Description: Simplified version of mzpsubst 43194 to simply relabel variables in a polynomial. (Contributed by Stefan O'Rear, 5-Oct-2014.)

**Assertion**
Ref	Expression
mzprename	⊢ ((𝑊 ∈ V ∧ 𝐹 ∈ (mzPoly‘𝑉) ∧ 𝑅:𝑉⟶𝑊) → (𝑥 ∈ (ℤ ↑_m 𝑊) ↦ (𝐹‘(𝑥 ∘ 𝑅))) ∈ (mzPoly‘𝑊))

Distinct variable groups: 𝑥,𝑊 𝑥,𝐹 𝑥,𝑅 𝑥,𝑉

Proof of Theorem mzprename Dummy variables 𝑎 𝑏 are mutually distinct and distinct from all other variables.

Step	Hyp	Ref	Expression
1		simpr 484	. . . . . . . 8 ⊢ (((𝑊 ∈ V ∧ 𝑅:𝑉⟶𝑊) ∧ 𝑥 ∈ (ℤ ↑_m 𝑊)) → 𝑥 ∈ (ℤ ↑_m 𝑊))

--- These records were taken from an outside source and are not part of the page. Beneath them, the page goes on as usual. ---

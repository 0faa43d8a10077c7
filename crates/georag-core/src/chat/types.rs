//! REST wire types for the chat API

use serde::{Deserialize, Serialize};

use crate::error::ClientError;

/// Status code the backend uses for success inside the JSON envelope
pub const API_SUCCESS: i64 = 200;

/// Standard response envelope: `{ code, msg, data, timestamp }`
#[derive(Debug, Clone, Serialize, Deserialize)]
pub struct ApiResponse<T> {
    pub code: i64,
    #[serde(default)]
    pub msg: String,
    pub data: Option<T>,
    #[serde(default)]
    pub timestamp: Option<i64>,
}

impl<T> ApiResponse<T> {
    pub fn is_success(&self) -> bool {
        self.code == API_SUCCESS
    }

    /// Unwrap the envelope, allowing an empty payload
    pub fn into_result(self) -> Result<Option<T>, ClientError> {
        if self.is_success() {
            Ok(self.data)
        } else {
            Err(ClientError::Api {
                code: self.code,
                msg: self.msg,
            })
        }
    }

    /// Unwrap the envelope, requiring a payload
    pub fn into_data(self) -> Result<T, ClientError> {
        let code = self.code;
        self.into_result()?.ok_or_else(|| ClientError::Api {
            code,
            msg: "response carried no data".to_string(),
        })
    }
}

/// Paged listing
#[derive(Debug, Clone, Serialize, Deserialize)]
pub struct PageResult<T> {
    #[serde(default)]
    pub current: u64,
    #[serde(default)]
    pub pages: u64,
    #[serde(default = "Vec::new")]
    pub records: Vec<T>,
    #[serde(default)]
    pub size: u64,
    #[serde(default)]
    pub total: u64,
}

/// Conversation summary as listed by the server
#[derive(Debug, Clone, PartialEq, Eq, Serialize, Deserialize)]
#[serde(rename_all = "camelCase")]
pub struct ChatSession {
    pub id: String,
    #[serde(default)]
    pub title: String,
    #[serde(default)]
    pub create_time: Option<String>,
    #[serde(default)]
    pub update_time: Option<String>,
}

/// Author of a chat message
#[derive(Debug, Clone, Copy, PartialEq, Eq, Serialize, Deserialize)]
#[serde(rename_all = "lowercase")]
pub enum MessageRole {
    User,
    Assistant,
}

/// A single chat message
///
/// The server names the body field `context`.
#[derive(Debug, Clone, PartialEq, Eq, Serialize, Deserialize)]
#[serde(rename_all = "camelCase")]
pub struct ChatMessage {
    pub id: String,
    pub role: MessageRole,
    #[serde(default = "default_category")]
    pub category: String,
    #[serde(default)]
    pub context: String,
    #[serde(default)]
    pub create_time: Option<String>,
}

fn default_category() -> String {
    "text".to_string()
}

impl ChatMessage {
    /// Locally created user message, shown before the server confirms it
    pub fn user(content: impl Into<String>) -> Self {
        Self::local("temp", MessageRole::User, content.into())
    }

    /// Empty assistant message that stream deltas are appended to
    pub fn assistant_placeholder() -> Self {
        Self::local("ai", MessageRole::Assistant, String::new())
    }

    fn local(prefix: &str, role: MessageRole, context: String) -> Self {
        let now = chrono::Utc::now();
        Self {
            id: format!("{}-{}", prefix, now.timestamp_millis()),
            role,
            category: default_category(),
            context,
            create_time: Some(now.to_rfc3339()),
        }
    }
}

/// Body of `POST /api/v1/chat/completions`
#[derive(Debug, Clone, Serialize)]
#[serde(rename_all = "camelCase")]
pub struct ChatSendRequest {
    pub content: String,
    #[serde(skip_serializing_if = "Option::is_none")]
    pub session_id: Option<String>,
}

/// Body for session create / rename
#[derive(Debug, Clone, Serialize)]
pub struct SessionTitle {
    pub title: String,
}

2		zex 12524	. . . . . . . . 9 ⊢ ℤ ∈ V
3		simpll 767	. . . . . . . . 9 ⊢ (((𝑊 ∈ V ∧ 𝑅:𝑉⟶𝑊) ∧ 𝑥 ∈ (ℤ ↑_m 𝑊)) → 𝑊 ∈ V)
4		elmapg 8779	. . . . . . . . 9 ⊢ ((ℤ ∈ V ∧ 𝑊 ∈ V) → (𝑥 ∈ (ℤ ↑_m 𝑊) ↔ 𝑥:𝑊⟶ℤ))
5	2, 3, 4	sylancr 588	. . . . . . . 8 ⊢ (((𝑊 ∈ V ∧ 𝑅:𝑉⟶𝑊) ∧ 𝑥 ∈ (ℤ ↑_m 𝑊)) → (𝑥 ∈ (ℤ ↑_m 𝑊) ↔ 𝑥:𝑊⟶ℤ))

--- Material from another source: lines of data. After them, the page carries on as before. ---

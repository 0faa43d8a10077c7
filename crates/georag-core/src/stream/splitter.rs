//! Candidate splitting for lines carrying back-to-back JSON objects
//!
//! The backend can flush several frames into one line with no separator,
//! e.g. `{"text":"A"}{"text":"B"}`. Each returned slice is a candidate that
//! the assembler then tries to parse on its own.

use serde::{Deserialize, Serialize};

/// How a line is cut into candidate JSON fragments
#[derive(Debug, Clone, Copy, Default, PartialEq, Eq, Serialize, Deserialize)]
#[serde(rename_all = "snake_case")]
pub enum SplitStrategy {
    /// Cut wherever `}` is immediately followed by `{`
    ///
    /// Wire-compatible with the web client. Breaks on string values that
    /// contain a literal `}{`.
    #[default]
    BraceBoundary,
    /// Depth scanner that understands JSON strings and escapes
    Tokenizer,
}

impl SplitStrategy {
    /// Split a (trimmed, prefix-stripped) line into ordered candidates
    pub fn split(self, line: &str) -> Vec<&str> {
        match self {
            SplitStrategy::BraceBoundary => split_brace_boundary(line),
            SplitStrategy::Tokenizer => split_json_tokens(line),
        }
    }
}

/// Split on every `}{` boundary, keeping the `}` with the left fragment
///
/// Always returns at least one fragment (possibly empty).
pub fn split_brace_boundary(line: &str) -> Vec<&str> {
    let mut fragments = Vec::new();
    let mut start = 0;

    for (idx, _) in line.match_indices("}{") {
        fragments.push(&line[start..=idx]);
        start = idx + 1;
    }
    fragments.push(&line[start..]);

    fragments
}

/// Split into top-level `{...}` spans, honouring string literals
///
/// Non-blank text between objects and an unterminated trailing object are
/// returned as candidates too, so they surface as parse failures rather
/// than vanishing.
pub fn split_json_tokens(line: &str) -> Vec<&str> {
    let mut fragments = Vec::new();
    let mut depth = 0usize;
    let mut in_string = false;
    let mut escaped = false;
    let mut gap_start = 0;
    let mut object_start = 0;

    // All delimiters are ASCII, so byte offsets are valid char boundaries
    for (i, b) in line.bytes().enumerate() {
        if in_string {
            if escaped {
                escaped = false;
            } else if b == b'\\' {
                escaped = true;
            } else if b == b'"' {
                in_string = false;
            }
            continue;
        }

        match b {
            b'"' if depth > 0 => in_string = true,
            b'{' => {
                if depth == 0 {
                    push_gap(&mut fragments, &line[gap_start..i]);
                    object_start = i;
                }
                depth += 1;
            }
            b'}' if depth > 0 => {
                depth -= 1;
                if depth == 0 {
                    fragments.push(&line[object_start..=i]);
                    gap_start = i + 1;
                }
            }
            _ => {}
        }
    }

    if depth > 0 {
        fragments.push(&line[object_start..]);
    } else {
        push_gap(&mut fragments, &line[gap_start..]);
    }

    if fragments.is_empty() {
        fragments.push(line);
    }
    fragments
}

fn push_gap<'a>(fragments: &mut Vec<&'a str>, gap: &'a str) {
    let gap = gap.trim();
    if !gap.is_empty() {
        fragments.push(gap);
    }
}
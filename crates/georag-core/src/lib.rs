//! GeoRAG client core
//!
//! Streaming assembly of chat completions, chat state, and the HTTP
//! transport for the GeoRAG backend, including login.

pub mod chat;
pub mod client;
pub mod config;
pub mod error;
pub mod stream;
pub mod user;

pub use chat::{ChatMessage, ChatSession, ChatState};
pub use client::{ChatClient, ResponseBodySource};
pub use config::Config;
pub use error::{ClientError, ConfigError, TransportError};
pub use stream::{drive, DriveOutcome, SplitStrategy, StreamAssembler, StreamEvent};
pub use user::{LoginResult, Quota, UserProfile};
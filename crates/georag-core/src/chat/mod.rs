//! Chat domain: REST wire types and the conversation state fed by streams

pub mod state;
pub mod types;

pub use state::{ChatState, Transcript, STREAM_FAILED_MARKER};
pub use types::{
    ApiResponse, ChatMessage, ChatSendRequest, ChatSession, MessageRole, PageResult, SessionTitle,
};
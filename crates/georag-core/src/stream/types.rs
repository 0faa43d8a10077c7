//! Streaming types for chat completions

use serde::{Deserialize, Serialize};
use serde_json::Value;

/// Events reconstructed from a chat completion stream
#[derive(Debug, Clone, PartialEq, Eq, Serialize, Deserialize)]
#[serde(tag = "type")]
pub enum StreamEvent {
    /// Server assigned the session this exchange belongs to
    #[serde(rename = "session_assigned")]
    SessionAssigned { session_id: String },

    /// Server assigned the id of the assistant message being generated
    #[serde(rename = "message_assigned")]
    MessageAssigned { message_id: String },

    /// Text delta
    #[serde(rename = "text_delta")]
    TextDelta { text: String },

    /// Server signalled the end of the answer
    #[serde(rename = "finished")]
    Finished,

    /// Fragment that did not parse as a JSON object (diagnostic only)
    #[serde(rename = "parse_skipped")]
    ParseSkipped { raw_fragment: String },
}

/// One frame of the completion stream
///
/// Every field is optional; absence means "not part of this update", not
/// "cleared". Fields with an unexpected JSON type count as absent.
#[derive(Debug, Clone, Default, PartialEq, Eq)]
pub struct WireRecord {
    pub session_id: Option<String>,
    pub message_id: Option<String>,
    pub text: Option<String>,
    pub finish: bool,
}

impl WireRecord {
    /// Extract a record from a parsed JSON value
    ///
    /// Returns `None` unless the value is a JSON object.
    pub fn from_value(value: &Value) -> Option<Self> {
        let object = value.as_object()?;
        let string_field = |key: &str| {
            object
                .get(key)
                .and_then(|v| v.as_str())
                .map(str::to_string)
        };

        Some(Self {
            session_id: string_field("sessionId"),
            message_id: string_field("messageId"),
            text: string_field("text"),
            finish: object.get("finish").and_then(|v| v.as_bool()) == Some(true),
        })
    }

    /// Parse a candidate fragment
    pub fn parse(fragment: &str) -> Option<Self> {
        let value: Value = serde_json::from_str(fragment).ok()?;
        Self::from_value(&value)
    }
}

/// Counters kept by the assembler for logging
#[derive(Debug, Clone, Copy, Default, PartialEq, Eq)]
pub struct AssemblerStats {
    pub bytes_received: usize,
    pub lines_processed: usize,
    pub records_parsed: usize,
    pub fragments_skipped: usize,
}

#[cfg(test)]
mod tests {
    use super::*;

    #[test]
    fn test_parse_full_record() {
        let record =
            WireRecord::parse(r#"{"sessionId":"s1","messageId":"m1","text":"hi","finish":false}"#)
                .unwrap();
        assert_eq!(record.session_id.as_deref(), Some("s1"));
        assert_eq!(record.message_id.as_deref(), Some("m1"));
        assert_eq!(record.text.as_deref(), Some("hi"));
        assert!(!record.finish);
    }

    #[test]
    fn test_parse_rejects_non_objects() {
        assert!(WireRecord::parse("42").is_none());
        assert!(WireRecord::parse(r#"["text"]"#).is_none());
        assert!(WireRecord::parse("not json").is_none());
        assert!(WireRecord::parse("").is_none());
    }

    #[test]
    fn test_wrong_types_treated_as_absent() {
        let record = WireRecord::parse(r#"{"sessionId":7,"text":null,"finish":"true"}"#).unwrap();
        assert_eq!(record, WireRecord::default());
    }

    #[test]
    fn test_event_serializes_tagged() {
        let json = serde_json::to_string(&StreamEvent::TextDelta {
            text: "A".to_string(),
        })
        .unwrap();
        assert_eq!(json, r#"{"type":"text_delta","text":"A"}"#);

        let json = serde_json::to_string(&StreamEvent::Finished).unwrap();
        assert_eq!(json, r#"{"type":"finished"}"#);
    }
}
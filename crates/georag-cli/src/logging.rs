//! Logging setup
//!
//! Logs go to stderr so stdout carries only chat output. `RUST_LOG`
//! overrides the default filter.

use tracing_subscriber::EnvFilter;

pub fn init(verbose: bool) {
    let default_filter = if verbose {
        "georag=debug,georag_core=debug"
    } else {
        "warn"
    };
    let filter =
        EnvFilter::try_from_default_env().unwrap_or_else(|_| EnvFilter::new(default_filter));

    tracing_subscriber::fmt()
        .with_env_filter(filter)
        .with_writer(std::io::stderr)
        .with_target(false)
        .init();
}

6	1, 5	mpbid 232	. . . . . . 7 ⊢ (((𝑊 ∈ V ∧ 𝑅:𝑉⟶𝑊) ∧ 𝑥 ∈ (ℤ ↑_m 𝑊)) → 𝑥:𝑊⟶ℤ)
7		simplr 769	. . . . . . 7 ⊢ (((𝑊 ∈ V ∧ 𝑅:𝑉⟶𝑊) ∧ 𝑥 ∈ (ℤ ↑_m 𝑊)) → 𝑅:𝑉⟶𝑊)

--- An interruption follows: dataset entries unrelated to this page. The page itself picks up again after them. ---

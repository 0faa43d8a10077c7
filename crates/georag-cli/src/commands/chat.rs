//! `georag chat` - stream one exchange to stdout

use std::io::Write;

use anyhow::{bail, Context, Result};
use clap::Args;
use georag_core::chat::{ChatState, STREAM_FAILED_MARKER};
use georag_core::stream::{
    drive, ChannelSink, DriveOutcome, EventSink, StreamAssembler, StreamEvent,
};
use georag_core::{ChatClient, Config};
use tokio::sync::mpsc;
use tokio_util::sync::CancellationToken;
use tracing::{info, warn};

#[derive(Debug, Args)]
pub struct ChatArgs {
    /// Message to send
    pub message: String,

    /// Continue an existing session instead of starting a new one
    #[arg(long)]
    pub session: Option<String>,
}

pub async fn run(config: &Config, args: ChatArgs) -> Result<()> {
    let client = ChatClient::from_config(config)?;

    let mut state = ChatState::new();
    state.session_id = args.session;
    if state.begin_exchange(&args.message).is_none() {
        bail!("Message is empty");
    }

    let mut source = client
        .stream_completion(args.message.trim(), state.session_id.as_deref())
        .await
        .context("Failed to open completion stream")?;

    // Ctrl-C stops pulling chunks; whatever arrived so far is kept
    let cancel = CancellationToken::new();
    tokio::spawn({
        let cancel = cancel.clone();
        async move {
            if tokio::signal::ctrl_c().await.is_ok() {
                cancel.cancel();
            }
        }
    });

    // Printing happens off the read loop so slow terminals don't stall it
    let (mut sink, rx) = ChannelSink::channel();
    let printer = tokio::spawn(print_events(rx, state));

    let mut assembler = StreamAssembler::with_strategy(config.stream.split_strategy);
    let result = drive(&mut source, &mut assembler, &mut sink, &cancel).await;
    drop(sink);
    let mut state = printer.await.context("Output task failed")?;

    match result {
        Ok(DriveOutcome::Completed) => {
            if state.is_typing {
                warn!("Stream ended without a finish signal");
            }
            state.end_exchange();
            println!();
        }
        Ok(DriveOutcome::Cancelled) => {
            state.end_exchange();
            eprintln!("\n[cancelled]");
        }
        Err(e) => {
            state.fail_exchange();
            println!("{}", STREAM_FAILED_MARKER);
            return Err(e).context("Stream processing failed");
        }
    }

    let stats = assembler.stats();
    info!(
        "Exchange complete: {} bytes, {} records, {} skipped",
        stats.bytes_received, stats.records_parsed, stats.fragments_skipped
    );
    Ok(())
}

async fn print_events(
    mut rx: mpsc::UnboundedReceiver<StreamEvent>,
    mut state: ChatState,
) -> ChatState {
    let mut stdout = std::io::stdout();
    while let Some(event) = rx.recv().await {
        match &event {
            StreamEvent::TextDelta { text } => {
                if write!(stdout, "{}", text).and_then(|_| stdout.flush()).is_err() {
                    warn!("Failed to write to stdout");
                }
            }
            StreamEvent::SessionAssigned { session_id } => {
                eprintln!("[session {}]", session_id);
            }
            _ => {}
        }
        state.emit(event);
    }
    state
}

8		fcompt 7080	. . . . . . 7 ⊢ ((𝑥:𝑊⟶ℤ ∧ 𝑅:𝑉⟶𝑊) → (𝑥 ∘ 𝑅) = (𝑎 ∈ 𝑉 ↦ (𝑥‘(𝑅‘𝑎))))
9	6, 7, 8	syl2anc 585	. . . . . 6 ⊢ (((𝑊 ∈ V ∧ 𝑅:𝑉⟶𝑊) ∧ 𝑥 ∈ (ℤ ↑_m 𝑊)) → (𝑥 ∘ 𝑅) = (𝑎 ∈ 𝑉 ↦ (𝑥‘(𝑅‘𝑎))))
10		fveq1 6833	. . . . . . . . . 10 ⊢ (𝑏 = 𝑥 → (𝑏‘(𝑅‘𝑎)) = (𝑥‘(𝑅‘𝑎)))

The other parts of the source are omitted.